Problem requirements: The lines to reproduce run from the one containing "#[tokio::test]" through the final line of the entries; write them out exactly and add nothing.

Data extracts:
»»

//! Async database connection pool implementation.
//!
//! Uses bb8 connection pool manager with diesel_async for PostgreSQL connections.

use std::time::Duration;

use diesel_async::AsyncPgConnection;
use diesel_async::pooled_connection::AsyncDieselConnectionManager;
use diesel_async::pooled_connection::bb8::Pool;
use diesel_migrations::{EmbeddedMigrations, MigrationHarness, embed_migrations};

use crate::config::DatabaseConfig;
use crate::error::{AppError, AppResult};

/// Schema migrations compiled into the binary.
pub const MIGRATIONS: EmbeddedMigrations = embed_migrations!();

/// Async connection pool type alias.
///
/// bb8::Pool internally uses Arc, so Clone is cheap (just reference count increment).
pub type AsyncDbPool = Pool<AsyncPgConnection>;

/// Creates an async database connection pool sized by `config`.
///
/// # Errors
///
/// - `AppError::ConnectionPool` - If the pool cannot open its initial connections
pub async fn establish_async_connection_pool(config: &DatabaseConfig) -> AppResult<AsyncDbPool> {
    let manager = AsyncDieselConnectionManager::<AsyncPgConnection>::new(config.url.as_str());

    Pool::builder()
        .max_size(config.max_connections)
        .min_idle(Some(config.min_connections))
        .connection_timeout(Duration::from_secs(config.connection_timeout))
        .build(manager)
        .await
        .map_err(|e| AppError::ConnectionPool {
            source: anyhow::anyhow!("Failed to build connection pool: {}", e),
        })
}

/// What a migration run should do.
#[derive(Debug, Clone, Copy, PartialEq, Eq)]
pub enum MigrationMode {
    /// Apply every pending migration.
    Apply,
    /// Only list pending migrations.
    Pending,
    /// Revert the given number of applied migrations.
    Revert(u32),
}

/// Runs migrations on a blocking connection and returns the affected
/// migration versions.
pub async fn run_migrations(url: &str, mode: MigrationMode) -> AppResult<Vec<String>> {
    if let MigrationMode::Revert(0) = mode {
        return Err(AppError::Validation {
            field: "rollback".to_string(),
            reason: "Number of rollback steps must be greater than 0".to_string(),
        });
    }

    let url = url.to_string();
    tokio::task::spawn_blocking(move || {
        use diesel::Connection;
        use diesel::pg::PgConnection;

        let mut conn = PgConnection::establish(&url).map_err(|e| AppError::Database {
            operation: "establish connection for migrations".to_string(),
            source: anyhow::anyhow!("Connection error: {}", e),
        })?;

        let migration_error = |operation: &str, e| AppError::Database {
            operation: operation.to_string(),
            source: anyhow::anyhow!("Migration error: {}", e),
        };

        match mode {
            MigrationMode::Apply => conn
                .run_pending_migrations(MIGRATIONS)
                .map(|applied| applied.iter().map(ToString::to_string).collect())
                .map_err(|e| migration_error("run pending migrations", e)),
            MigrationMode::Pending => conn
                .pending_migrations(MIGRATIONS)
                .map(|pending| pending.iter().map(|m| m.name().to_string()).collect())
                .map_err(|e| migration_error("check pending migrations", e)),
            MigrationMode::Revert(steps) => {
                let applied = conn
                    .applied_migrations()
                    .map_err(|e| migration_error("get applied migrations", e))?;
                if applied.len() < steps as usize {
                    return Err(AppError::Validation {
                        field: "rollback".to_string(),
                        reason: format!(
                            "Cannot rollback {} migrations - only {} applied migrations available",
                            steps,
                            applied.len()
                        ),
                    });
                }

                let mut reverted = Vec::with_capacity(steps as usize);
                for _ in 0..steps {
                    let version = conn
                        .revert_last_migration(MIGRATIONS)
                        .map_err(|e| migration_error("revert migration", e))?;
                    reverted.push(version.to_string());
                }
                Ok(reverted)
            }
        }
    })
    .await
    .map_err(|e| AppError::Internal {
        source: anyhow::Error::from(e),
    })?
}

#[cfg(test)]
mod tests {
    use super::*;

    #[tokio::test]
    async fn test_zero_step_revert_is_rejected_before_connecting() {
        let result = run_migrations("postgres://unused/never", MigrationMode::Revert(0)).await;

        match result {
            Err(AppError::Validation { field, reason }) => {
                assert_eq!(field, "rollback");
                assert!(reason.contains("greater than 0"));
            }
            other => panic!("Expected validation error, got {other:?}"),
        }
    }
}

««

Task response:
    #[tokio::test]
    async fn test_zero_step_revert_is_rejected_before_connecting() {
        let result = run_migrations("postgres://unused/never", MigrationMode::Revert(0)).await;

        match result {
            Err(AppError::Validation { field, reason }) => {
                assert_eq!(field, "rollback");
                assert!(reason.contains("greater than 0"));
            }
            other => panic!("Expected validation error, got {other:?}"),
        }
    }
}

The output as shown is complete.